Online learning activities may include self-paced content mastery activities, group projects, online discussions and online presentations. The focus shifts to more student responsibility in the learning process with students gaining independent learning and time management skills and a greater sense of ownership and engagement in learning.

If the hybrid classroom also includes global classroom activities like the one in Brattleboro, Vt., students also will have the opportunity to develop global citizenship skills, gaining an appreciation for cultural and geographic differences. This model will help students develop Internet literacy, online collaboration and critical thinking skills.

Combination Courses
Most online courses, either asynchronous or synchronous, using Internet or video, are delivered entirely online, giving students an opportunity to take ownership and initiative for their learning. These online courses help students develop 21st century skills such as online collaboration, communication and presentation, while working in global learning communities and in a manner similar to their future college experience.
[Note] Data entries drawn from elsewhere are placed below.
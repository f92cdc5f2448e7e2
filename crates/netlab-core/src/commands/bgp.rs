// ── BGP view entry and neighbor/network configuration ──
//
// Control-plane state is configuration data only. Peer state is decided
// at configuration time: Established when a physical path to the peer
// address exists in the topology snapshot, Idle otherwise.

use std::net::Ipv4Addr;

use crate::engine::command::{CommandContext, CommandDescriptor, CommandInput, VendorAffinity};
use crate::engine::profile::Vendor;
use crate::engine::registry::CommandRegistry;
use crate::error::CommandError;
use crate::eval::ip::{self, Cidr};
use crate::eval::path;
use crate::model::{
    BgpConfig, BgpNeighbor, BgpPeerState, CliView, NetworkDevice, ViewKind,
};

use super::util;

// ── bgp <as> / router bgp <as> ──────────────────────────────────────

fn m_bgp(ctx: &CommandContext) -> bool {
    ctx.input.head_is("bgp")
}

fn m_router_bgp(ctx: &CommandContext) -> bool {
    ctx.input.starts_with(&["router", "bgp"])
}

fn as_number(input: &CommandInput, index: usize) -> Result<u32, CommandError> {
    let value = util::require(input, index, "as number")?;
    let asn = util::parse_u32(value, "as number")?;
    if asn == 0 {
        return Err(CommandError::InvalidArgument {
            what: "as number",
            value: value.to_owned(),
        });
    }
    Ok(asn)
}

fn v_bgp(ctx: &CommandContext) -> Result<(), CommandError> {
    as_number(ctx.input, 1).map(|_| ())
}

fn v_router_bgp(ctx: &CommandContext) -> Result<(), CommandError> {
    as_number(ctx.input, 2).map(|_| ())
}

/// First entry initializes `BgpConfig`; re-entry with a different AS is
/// rejected, matching real devices that run a single BGP process.
fn enter_bgp(device: &mut NetworkDevice, asn: u32) -> Result<Vec<String>, CommandError> {
    match &device.bgp {
        Some(cfg) if cfg.as_number != asn => Err(CommandError::precondition(
            "BGP is already running with a different AS number.",
        )),
        Some(_) => {
            device.cli.enter(CliView::BgpView { as_number: asn });
            Ok(Vec::new())
        }
        None => {
            device.bgp = Some(BgpConfig::new(asn));
            device.cli.enter(CliView::BgpView { as_number: asn });
            Ok(Vec::new())
        }
    }
}

fn x_bgp(device: &mut NetworkDevice, input: &CommandInput) -> Result<Vec<String>, CommandError> {
    let asn = as_number(input, 1)?;
    enter_bgp(device, asn)
}

fn x_router_bgp(device: &mut NetworkDevice, input: &CommandInput) -> Result<Vec<String>, CommandError> {
    let asn = as_number(input, 2)?;
    enter_bgp(device, asn)
}

// ── router-id <ip> ──────────────────────────────────────────────────

fn m_router_id(ctx: &CommandContext) -> bool {
    ctx.input.head_is("router-id") || ctx.input.starts_with(&["bgp", "router-id"])
}

fn router_id_arg(input: &CommandInput) -> Result<Ipv4Addr, CommandError> {
    let index = if input.head_is("router-id") { 1 } else { 2 };
    util::parse_ip(util::require(input, index, "router id")?, "router id")
}

fn v_router_id(ctx: &CommandContext) -> Result<(), CommandError> {
    router_id_arg(ctx.input).map(|_| ())
}

fn x_router_id(device: &mut NetworkDevice, input: &CommandInput) -> Result<Vec<String>, CommandError> {
    let id = router_id_arg(input)?;
    let cfg = device
        .bgp
        .as_mut()
        .ok_or_else(|| CommandError::precondition("BGP is not running."))?;
    cfg.router_id = Some(id);
    Ok(Vec::new())
}

// ── peer <ip> as-number <as> / neighbor <ip> remote-as <as> ─────────

fn m_peer(ctx: &CommandContext) -> bool {
    ctx.input.head_is("peer")
}

fn m_neighbor(ctx: &CommandContext) -> bool {
    ctx.input.head_is("neighbor")
}

fn peer_args(input: &CommandInput) -> Result<(Ipv4Addr, u32), CommandError> {
    let addr = util::parse_ip(util::require(input, 1, "peer address")?, "peer address")?;
    let keyword = util::require(input, 2, "as-number keyword")?;
    if keyword != "as-number" && keyword != "remote-as" {
        return Err(CommandError::InvalidArgument {
            what: "as-number keyword",
            value: keyword.to_owned(),
        });
    }
    let asn = as_number(input, 3)?;
    Ok((addr, asn))
}

fn v_peer(ctx: &CommandContext) -> Result<(), CommandError> {
    peer_args(ctx.input).map(|_| ())
}

fn x_peer(device: &mut NetworkDevice, input: &CommandInput) -> Result<Vec<String>, CommandError> {
    let (addr, remote_as) = peer_args(input)?;
    let state = match input.topology.device_by_ip(addr) {
        Some(remote) if path::find_path(input.topology, &device.id, &remote.id, None).is_some() => {
            BgpPeerState::Established
        }
        _ => BgpPeerState::Idle,
    };
    let cfg = device
        .bgp
        .as_mut()
        .ok_or_else(|| CommandError::precondition("BGP is not running."))?;
    if let Some(existing) = cfg.neighbors.iter_mut().find(|n| n.address == addr) {
        existing.remote_as = remote_as;
        existing.state = state;
    } else {
        cfg.neighbors.push(BgpNeighbor {
            address: addr,
            remote_as,
            state,
        });
    }
    Ok(Vec::new())
}

// ── network <ip> [mask] ─────────────────────────────────────────────

fn m_network(ctx: &CommandContext) -> bool {
    ctx.input.head_is("network")
}

fn network_arg(input: &CommandInput) -> Result<Cidr, CommandError> {
    let addr = util::parse_ip(util::require(input, 1, "network address")?, "network address")?;
    let mask = match input.token(2) {
        Some(raw) => util::parse_mask(raw)?,
        // Classful default mirrors what the CLI assumes when omitted.
        None => Ipv4Addr::new(255, 255, 255, 0),
    };
    let prefix = ip::prefix_from_mask(mask).unwrap_or(24);
    Ok(Cidr::new(Cidr::new(addr, prefix).network(), prefix))
}

fn v_network(ctx: &CommandContext) -> Result<(), CommandError> {
    network_arg(ctx.input).map(|_| ())
}

fn x_network(device: &mut NetworkDevice, input: &CommandInput) -> Result<Vec<String>, CommandError> {
    let cidr = network_arg(input)?;
    let cfg = device
        .bgp
        .as_mut()
        .ok_or_else(|| CommandError::precondition("BGP is not running."))?;
    if !cfg.networks.contains(&cidr) {
        cfg.networks.push(cidr);
    }
    Ok(Vec::new())
}

pub(super) fn install(registry: &mut CommandRegistry) {
    registry.register(CommandDescriptor {
        name: "bgp",
        aliases: &[],
        vendor: VendorAffinity::Only(Vendor::Huawei),
        required_views: &[ViewKind::SystemView],
        matches: m_bgp,
        validate: v_bgp,
        execute: x_bgp,
    });
    registry.register(CommandDescriptor {
        name: "router bgp",
        aliases: &[],
        vendor: VendorAffinity::Only(Vendor::Cisco),
        required_views: &[ViewKind::SystemView],
        matches: m_router_bgp,
        validate: v_router_bgp,
        execute: x_router_bgp,
    });
    registry.register(CommandDescriptor {
        name: "router-id",
        aliases: &["bgp router-id"],
        vendor: VendorAffinity::Any,
        required_views: &[ViewKind::BgpView],
        matches: m_router_id,
        validate: v_router_id,
        execute: x_router_id,
    });
    registry.register(CommandDescriptor {
        name: "peer",
        aliases: &[],
        vendor: VendorAffinity::Only(Vendor::Huawei),
        required_views: &[ViewKind::BgpView],
        matches: m_peer,
        validate: v_peer,
        execute: x_peer,
    });
    registry.register(CommandDescriptor {
        name: "neighbor",
        aliases: &[],
        vendor: VendorAffinity::Only(Vendor::Cisco),
        required_views: &[ViewKind::BgpView],
        matches: m_neighbor,
        validate: v_peer,
        execute: x_peer,
    });
    registry.register(CommandDescriptor {
        name: "network",
        aliases: &[],
        vendor: VendorAffinity::Any,
        required_views: &[ViewKind::BgpView],
        matches: m_network,
        validate: v_network,
        execute: x_network,
    });
}
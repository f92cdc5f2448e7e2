mod cli;
mod config;
mod error;
mod session;

use std::io;

use clap::Parser;
use tracing_subscriber::EnvFilter;

use crate::cli::{Cli, Command, TopologyCommand};
use crate::error::{exit_code, CliError};

fn main() {
    let cli = Cli::parse();
    init_tracing(cli.global.verbose);

    if cli.global.no_color {
        // miette respects NO_COLOR for its fancy reports.
        std::env::set_var("NO_COLOR", "1");
    }

    if let Err(err) = run(cli) {
        let code = err.exit_code();
        eprintln!("{:?}", miette::Report::new(err));
        std::process::exit(code);
    }
}

fn init_tracing(verbosity: u8) {
    let filter = match verbosity {
        0 => "warn",
        1 => "info",
        2 => "debug",
        _ => "trace",
    };

    tracing_subscriber::fmt()
        .with_env_filter(
            EnvFilter::try_from_default_env().unwrap_or_else(|_| EnvFilter::new(filter)),
        )
        .with_target(false)
        .with_writer(io::stderr)
        .init();
}

fn run(cli: Cli) -> Result<(), CliError> {
    let config = config::load(&cli.global)?;
    let path = session::topology_path(&config)?;
    let topology = session::load_topology(&path)?;
    let stdout = io::stdout();

    match cli.command {
        Command::Run => {
            let mut session = session::Session::new(topology, &config)?;
            let stdin = io::stdin();
            session.repl(&mut stdin.lock(), &mut stdout.lock())
        }
        Command::Exec(args) => {
            let mut session = session::Session::new(topology, &config)?;
            session.exec(&args.device, &args.lines, &mut stdout.lock())?;
            if args.save {
                session::save_topology(&path, session.topology())?;
            }
            Ok(())
        }
        Command::Topology(TopologyCommand::Validate) => {
            let findings = session::validate(&topology);
            if findings.is_empty() {
                println!("topology ok");
                return Ok(());
            }
            for finding in &findings {
                println!("{finding}");
            }
            Err(CliError::Validation {
                field: "topology".into(),
                reason: format!("{} finding(s)", findings.len()),
            })
        }
        Command::Topology(TopologyCommand::Show) => {
            session::summarize(&topology, &mut stdout.lock())
        }
    }
}
// ── Command executor ──
//
// The single entry point: normalize -> dispatch -> validate -> execute
// -> log. One input line produces exactly one dispatch; there is no
// implicit pipelining. Validation failures append only the error line
// and guarantee zero device mutation.

use chrono::{DateTime, Utc};
use tracing::{debug, warn};

use crate::error::CommandError;
use crate::model::{NetworkDevice, Topology};

use super::command::CommandContext;
use super::profile::{Vendor, VendorProfile};
use super::registry::{CommandRegistry, Lookup};

/// Telemetry record emitted per successful dispatch, consumed by the
/// external scoring collaborator.
#[derive(Debug, Clone, PartialEq, Eq)]
pub struct UsageRecord {
    pub command: String,
    pub at: DateTime<Utc>,
}

/// Result of dispatching one input line.
#[derive(Debug)]
pub struct Dispatch {
    /// Output lines appended to the device console (error line included).
    pub output: Vec<String>,
    /// Present only when a command executed successfully.
    pub usage: Option<UsageRecord>,
    pub error: Option<CommandError>,
}

impl Dispatch {
    fn empty() -> Self {
        Self {
            output: Vec::new(),
            usage: None,
            error: None,
        }
    }

    fn failed(line: String, error: CommandError) -> Self {
        Self {
            output: vec![line],
            usage: None,
            error: Some(error),
        }
    }

    pub fn succeeded(&self) -> bool {
        self.error.is_none()
    }
}

/// Orchestrates one command at a time against one device. The registry
/// is injected so independent simulations never share mutable state.
#[derive(Debug)]
pub struct CommandExecutor {
    registry: CommandRegistry,
    vendor_override: Option<Vendor>,
}

impl CommandExecutor {
    pub fn new(registry: CommandRegistry) -> Self {
        Self {
            registry,
            vendor_override: None,
        }
    }

    /// Force a dialect instead of inferring it from the device.
    pub fn with_vendor(mut self, vendor: Vendor) -> Self {
        self.vendor_override = Some(vendor);
        self
    }

    pub fn registry(&self) -> &CommandRegistry {
        &self.registry
    }

    /// Dispatch one raw input line against `device`. `topology` is a
    /// read-only snapshot used for cross-device reads; only `device`
    /// is ever mutated.
    pub fn dispatch(
        &self,
        raw: &str,
        device: &mut NetworkDevice,
        topology: &Topology,
    ) -> Dispatch {
        let profile = VendorProfile::resolve(self.vendor_override, device);
        let echo = format!("{}{}", profile.prompt(device), raw.trim());
        device.console.push(echo);

        let input = profile.normalize(raw, topology);
        if input.tokens.is_empty() {
            return Dispatch::empty();
        }

        let resolved = {
            let ctx = CommandContext {
                device,
                input: &input,
            };
            match self.registry.find(&ctx) {
                Lookup::Found(descriptor) => (descriptor.validate)(&ctx).map(|()| descriptor),
                Lookup::WrongView { name, required } => {
                    debug!(command = name, %required, "rejected: wrong view");
                    Err(CommandError::WrongView {
                        required,
                        actual: ctx.view_kind(),
                    })
                }
                Lookup::NotFound => {
                    warn!(device = %device.id, line = %input.line, "unrecognized command");
                    Err(CommandError::UnknownCommand {
                        line: input.line.clone(),
                    })
                }
            }
        };

        let descriptor = match resolved {
            Ok(descriptor) => descriptor,
            Err(error) => {
                let rendered = profile.render_error(&error);
                device.console.push(rendered.clone());
                return Dispatch::failed(rendered, error);
            }
        };

        match (descriptor.execute)(device, &input) {
            Ok(output) => {
                device.console.extend(output.iter().cloned());
                debug!(device = %device.id, command = descriptor.name, "executed");
                Dispatch {
                    output,
                    usage: Some(UsageRecord {
                        command: descriptor.name.to_owned(),
                        at: Utc::now(),
                    }),
                    error: None,
                }
            }
            Err(error) => {
                let rendered = profile.render_error(&error);
                device.console.push(rendered.clone());
                debug!(device = %device.id, command = descriptor.name, %error, "execution error");
                Dispatch::failed(rendered, error)
            }
        }
    }
}
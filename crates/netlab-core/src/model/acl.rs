// ── ACL domain types ──
//
// Rule storage order is evaluation order; the matcher in `eval::acl`
// walks the list first-match-wins and never reorders it.

use serde::{Deserialize, Serialize};

use crate::eval::ip::{Cidr, PortMatch, Protocol};

#[derive(Debug, Clone, Copy, PartialEq, Eq, Serialize, Deserialize)]
#[serde(rename_all = "lowercase")]
pub enum AclAction {
    Permit,
    Deny,
}

/// Traffic direction a rule applies to.
#[derive(Debug, Clone, Copy, PartialEq, Eq, Serialize, Deserialize)]
#[serde(rename_all = "lowercase")]
pub enum Direction {
    Inbound,
    Outbound,
}

/// One ordered permit/deny rule.
#[derive(Debug, Clone, PartialEq, Eq, Serialize, Deserialize)]
pub struct AclRule {
    /// Owning ACL group number (e.g. 3001).
    pub acl_id: u32,
    /// Rule sequence number within the group.
    pub rule_id: u32,
    pub action: AclAction,
    /// `None` applies to both directions.
    #[serde(default)]
    pub direction: Option<Direction>,
    /// Interface scope; `None` applies on every interface.
    #[serde(default)]
    pub interface: Option<String>,
    pub protocol: Protocol,
    pub src: Cidr,
    pub dst: Cidr,
    #[serde(default)]
    pub src_port: PortMatch,
    #[serde(default)]
    pub dst_port: PortMatch,
    /// Monotonic match counter; never auto-reset.
    #[serde(default)]
    pub hits: u64,
}

impl AclRule {
    pub fn new(acl_id: u32, rule_id: u32, action: AclAction, protocol: Protocol) -> Self {
        Self {
            acl_id,
            rule_id,
            action,
            direction: None,
            interface: None,
            protocol,
            src: Cidr::ANY,
            dst: Cidr::ANY,
            src_port: PortMatch::Any,
            dst_port: PortMatch::Any,
            hits: 0,
        }
    }

    pub fn with_src(mut self, src: Cidr) -> Self {
        self.src = src;
        self
    }

    pub fn with_dst(mut self, dst: Cidr) -> Self {
        self.dst = dst;
        self
    }

    pub fn with_dst_port(mut self, m: PortMatch) -> Self {
        self.dst_port = m;
        self
    }
}
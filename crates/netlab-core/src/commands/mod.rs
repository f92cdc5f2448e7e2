// ── Command vocabulary ──
//
// Installation order is the shadowing order the registry searches in:
// view navigation and system configuration first, then scoped
// configuration families, then the read-only display and diagnostic
// commands. Within a module, more specific forms register before the
// prefixes they would otherwise be swallowed by.

mod acl_cmd;
mod bgp;
mod diag;
mod display;
mod interface;
mod pool;
mod system;
mod util;

use crate::engine::registry::CommandRegistry;

/// Install the built-in vocabulary into a registry.
pub(crate) fn install(registry: &mut CommandRegistry) {
    system::install(registry);
    interface::install(registry);
    acl_cmd::install(registry);
    bgp::install(registry);
    pool::install(registry);
    display::install(registry);
    diag::install(registry);
}
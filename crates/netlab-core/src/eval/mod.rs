// ── Protocol evaluation library ──
//
// Pure functions over the domain model. Commands call into these;
// nothing here knows about command types, views, or vendor dialects.

pub mod acl;
pub mod dhcp;
pub mod ip;
pub mod nat;
pub mod path;
pub mod qos;
pub mod stp;
pub mod vrrp;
In this model, teachers need much of the same professional development as in the hybrid classroom.

Manheim High School in central Pennsylvania has coined a unique term for courses they offer that are delivered entirely online but scheduled as a regular class would be and executed using school resources. (See related story) Called "virditional" (derived from the combination of virtual and traditional) courses, Manheim offers classes that are completely virtual but take place in a traditional classroom setting and are supported with classroom-based instructional resources. Students have the benefit of an onsite teacher to support them as they participate in their online courses.

Requisite Support
Blended learning requires the right mix of professional development, technical support and curriculum support to be effective for both the teacher and the student. It requires professional development of teachers, both pre-service and in-service. Teachers need to understand the instructional benefits blended learning brings to students, how those benefits can increase content mastery and 21st century learning skills, and how to go about developing and delivering blended learning instruction.

At Virtual High School, we recognize that much of what we teach in our online professional development courses for VHS teachers is also applicable to classroom teachers interested in blended learning. (For information on the VHS Best Practices courses, visit http://www.govhs.org/pages/ProfDev-BestPractices.) Taking the lessons learned from online teaching and learning and applying those lessons to a model of blended learning for all classroom teachers should be part of a model for the development of 21st century teachers.

Appropriate technical and curriculum support also is required to implement a blended learning program. A web-enhanced or hybrid classroom is only as effective as its online site. The site must be available consistently (usually 24/7), must meet compliance guidelines so it is accessible for students with visual, auditory or other disabilities, and must be secure from intruders. Curricular support comes from alignment of the online materials with the classroom curriculum, school or district's information management system and at a level that is engaging for students.

None of the blended learning models described is meant to replace teachers or schools. Rather they are meant to increase student learning, increase independent learning skills and expose students to a method of learning that is becoming an essential component of lifelong learning. With the proper blend, schools and teachers can increase the engagement of students in the learning process, accommodate a variety of learning styles through the use of multimedia elements, provide students with adaptive instruction and real-time feedback and optimize the lines of communication between schools and parents.

Most importantly, blended learning can help students develop valuable and necessary 21st century learning skills. As the stewards of our students' educations, we have a responsibility to deliver the education that children need in the way that maximizes their educational opportunities. Blended learning can be part of that process.